The DPF doesn't apply to public-sector controllers transferring data to non-certified US recipients. A municipal website running Google Analytics post-DPF sits in roughly the same legal posture as one running it pre-DPF: the transfer mechanism question is unresolved. The Helmet and FMI rulings show the enforcement pattern: reprimand plus order to remove the tool. Public-sector controllers can't be fined, but they can be ordered to migrate on a short timeline.
Who actually runs Google Analytics on Finnish government sites?
Per a May 2026 crawl of 40 government domains, 10 still loaded a Google tracker in the initial HTML, mostly via Google Tag Manager. The list includes several major cities (Helsinki, Lahti, Pori, Vantaa, Turku, Oulu) and universities (Aalto, UEF, VTT). The privacy and cookie regulators don't appear on that list. The Office of the President, the Justice Administration, the National Archives, and Sitra all run Matomo instead.
What the Finnish state built for itself
What the Finnish regulators built for themselves isn't exotic. It's a self-hosted analytics stack that respects the Section 205 consent rule, doesn't transfer personal data to the United States, and produces the behavioral data a team needs to understand what's working. The infrastructure pattern is reproducible. The trade-off between satisfying a regulator and understanding your traffic was never a real trade-off.
Clickport does this same job for sites that want the standard the Finnish state holds itself to without running their own Matomo cluster. First-party tracking, no cookies, no cross-site fingerprinting, EU-hosted in Germany, and a dashboard that makes the data legible without sending it through Mountain View. The trial is 30 days. No credit card required.

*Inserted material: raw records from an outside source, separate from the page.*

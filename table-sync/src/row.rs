use std::fmt::{Debug, Display};
use std::hash::Hash;

use serde::de::DeserializeOwned;
use serde::Serialize;
use serde_json::{Map, Value};

use crate::error::{Error, Result};
use crate::name;

/// Flat map of field name to value, used for edits and for draft-add records.
pub type FieldMap = Map<String, Value>;

/// First id handed to locally added rows of numerically keyed tables. Remote
/// ids are expected to stay below it.
pub const BASE_DRAFT_ID: u64 = 1 << 62;

/// Identity type of a row: totally ordered and unique within one table scope.
pub trait RowId: Clone + Ord + Hash + Debug + Display + Serialize + DeserializeOwned + 'static {
    /// Convert the 64-bit key carried by journal entries.
    fn from_journal_key(key: u64) -> Self;

    /// Whether the table picks the ids of draft adds. Otherwise the caller
    /// names them.
    const ASSIGNS_DRAFT_IDS: bool = false;

    /// The id the table assigns to the next draft add, given the greatest id
    /// currently cached. `None` when the draft range is used up or ids are
    /// supplied by the caller.
    fn next_draft_id(last: Option<&Self>) -> Option<Self>;

    /// Whether the id falls in the range reserved for local drafts.
    fn is_draft_range(&self) -> bool {
        false
    }

    fn lower_bound(&self) -> Value;
}

impl RowId for u64 {
    const ASSIGNS_DRAFT_IDS: bool = true;

    fn from_journal_key(key: u64) -> Self {
        key
    }

    fn next_draft_id(last: Option<&Self>) -> Option<Self> {
        match last {
            Some(&last) if last >= BASE_DRAFT_ID => last.checked_add(1),
            _ => Some(BASE_DRAFT_ID),
        }
    }

    fn is_draft_range(&self) -> bool {
        *self >= BASE_DRAFT_ID
    }

    fn lower_bound(&self) -> Value {
        Value::from(*self)
    }
}

impl RowId for String {
    fn from_journal_key(key: u64) -> Self {
        name::u64_to_string(key)
    }

    fn next_draft_id(_last: Option<&Self>) -> Option<Self> {
        None
    }

    fn lower_bound(&self) -> Value {
        Value::String(self.clone())
    }
}

/// A row of a remote table.
///
/// Rows are plain values: cloned freely, compared structurally, ordered by
/// [`Row::id`] only. The serde representation is the wire representation, and
/// its field names are the names accepted in edit maps.
pub trait Row: Clone + PartialEq + Debug + Default + Serialize + DeserializeOwned + 'static {
    type Id: RowId;

    /// Name of the remote table holding rows of this type.
    const TABLE: &'static str;

    fn id(&self) -> Self::Id;
    fn set_id(&mut self, id: Self::Id);
}

/// A row decoded from a raw payload, with the payload fields the schema did
/// not use.
#[derive(Debug, Clone, PartialEq)]
pub struct Decoded<R> {
    pub row: R,
    pub unknown: Vec<String>,
}

/// Names of the fields declared by the schema.
pub fn declared_fields<R: Row>() -> Vec<String> {
    match serde_json::to_value(R::default()) {
        Ok(Value::Object(map)) => map.keys().cloned().collect(),
        _ => Vec::new(),
    }
}

pub fn to_fields<R: Row>(row: &R) -> FieldMap {
    match serde_json::to_value(row) {
        Ok(Value::Object(map)) => map,
        _ => FieldMap::new(),
    }
}

pub fn encode<R: Row>(row: &R) -> Value {
    Value::Object(to_fields(row))
}

/// Decode a raw payload object. Missing declared fields and ill-typed values
/// are errors; extra fields are reported in [`Decoded::unknown`].
pub fn decode<R: Row>(raw: &Value) -> Result<Decoded<R>> {
    let object = raw.as_object().ok_or_else(|| Error::Decode {
        table: R::TABLE.to_string(),
        reason: format!("expected an object, got {}", raw),
    })?;

    let declared = declared_fields::<R>();
    let missing: Vec<&str> = declared
        .iter()
        .filter(|f| !object.contains_key(f.as_str()))
        .map(|f| f.as_str())
        .collect();
    if !missing.is_empty() {
        return Err(Error::Decode {
            table: R::TABLE.to_string(),
            reason: format!("missing fields {:?}", missing),
        });
    }

    let unknown = object
        .keys()
        .filter(|k| !declared.contains(k))
        .cloned()
        .collect();
    let row = serde_json::from_value(raw.clone()).map_err(|e| Error::Decode {
        table: R::TABLE.to_string(),
        reason: e.to_string(),
    })?;
    Ok(Decoded { row, unknown })
}

/// Overlay `changes` onto `base`. Keys the schema does not declare are left
/// out and reported in [`Decoded::unknown`].
pub fn apply_fields<R: Row>(base: &R, changes: &FieldMap) -> Result<Decoded<R>> {
    let mut fields = to_fields(base);
    let mut unknown = Vec::new();
    for (key, value) in changes {
        match fields.get_mut(key) {
            Some(slot) => *slot = value.clone(),
            None => unknown.push(key.clone()),
        }
    }
    let row = serde_json::from_value(Value::Object(fields)).map_err(|e| Error::Decode {
        table: R::TABLE.to_string(),
        reason: e.to_string(),
    })?;
    Ok(Decoded { row, unknown })
}

/// Whether every field named in `fields` equals the same field of `row`.
/// Fields absent from `fields` match anything.
pub fn matches_fields<R: Row>(row: &R, fields: &FieldMap) -> bool {
    let actual = to_fields(row);
    fields
        .iter()
        .filter(|(key, _)| actual.contains_key(key.as_str()))
        .all(|(key, expected)| actual.get(key) == Some(expected))
}

#[cfg(test)]
pub(crate) mod testing {
    use serde::{Deserialize, Serialize};

    use super::Row;

    #[derive(Debug, Clone, Default, PartialEq, Serialize, Deserialize)]
    pub struct Item {
        pub id: u64,
        pub name: String,
        pub weight: u32,
    }

    impl Row for Item {
        type Id = u64;
        const TABLE: &'static str = "items";

        fn id(&self) -> u64 {
            self.id
        }

        fn set_id(&mut self, id: u64) {
            self.id = id;
        }
    }

    pub fn item(id: u64, name: &str, weight: u32) -> Item {
        Item { id, name: name.to_string(), weight }
    }

    #[derive(Debug, Clone, Default, PartialEq, Serialize, Deserialize)]
    pub struct Member {
        pub account: String,
        pub weight: u32,
    }

    impl Row for Member {
        type Id = String;
        const TABLE: &'static str = "members";

        fn id(&self) -> String {
            self.account.clone()
        }

        fn set_id(&mut self, id: String) {
            self.account = id;
        }
    }

    pub fn member(account: &str, weight: u32) -> Member {
        Member { account: account.to_string(), weight }
    }
}
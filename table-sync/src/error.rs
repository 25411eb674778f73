use thiserror::Error;

#[derive(Debug, Error)]
pub enum Error {
    #[error("row {id} not found in {table}")]
    RowNotFound { table: String, id: String },
    #[error("draft id {id} collides with an existing row in {table}")]
    IdCollision { table: String, id: String },
    #[error("edit to row {id} in {table} would change its id")]
    IdChanged { table: String, id: String },
    #[error("draft add to {table} specifies its own numeric id {id}")]
    DraftIdSpecified { table: String, id: String },
    #[error("no draft ids left in {table}")]
    DraftIdsExhausted { table: String },
    #[error("row {id} in {table} is draft deleted")]
    DraftDeleted { table: String, id: String },
    #[error("edits are pending in {table}")]
    EditsPending { table: String },
    #[error("cannot decode {table} row: {reason}")]
    Decode { table: String, reason: String },
    #[error("response not sensible: {0}")]
    Malformed(String),
    #[error("invalid node url {url}: {reason}")]
    InvalidUrl { url: String, reason: String },
    #[error("not connected to a node")]
    NotConnected,
    #[error("invalid configuration: {0}")]
    Config(String),
    #[error("json error: {0}")]
    Json(#[from] serde_json::Error),
    #[error("io error: {0}")]
    Io(#[from] std::io::Error),
}

pub type Result<T> = std::result::Result<T, Error>;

The country that built MyData, hosts the EDPB Chair, and runs no analytics on its own privacy regulator's website has been showing the rest of Europe what privacy-respecting analytics looks like for a decade. The pharmacy fine is what I think happens when a private controller doesn't read the room. If you're running a Finnish site in 2026, you have a clearer template than your peers in most other EU countries. Use it.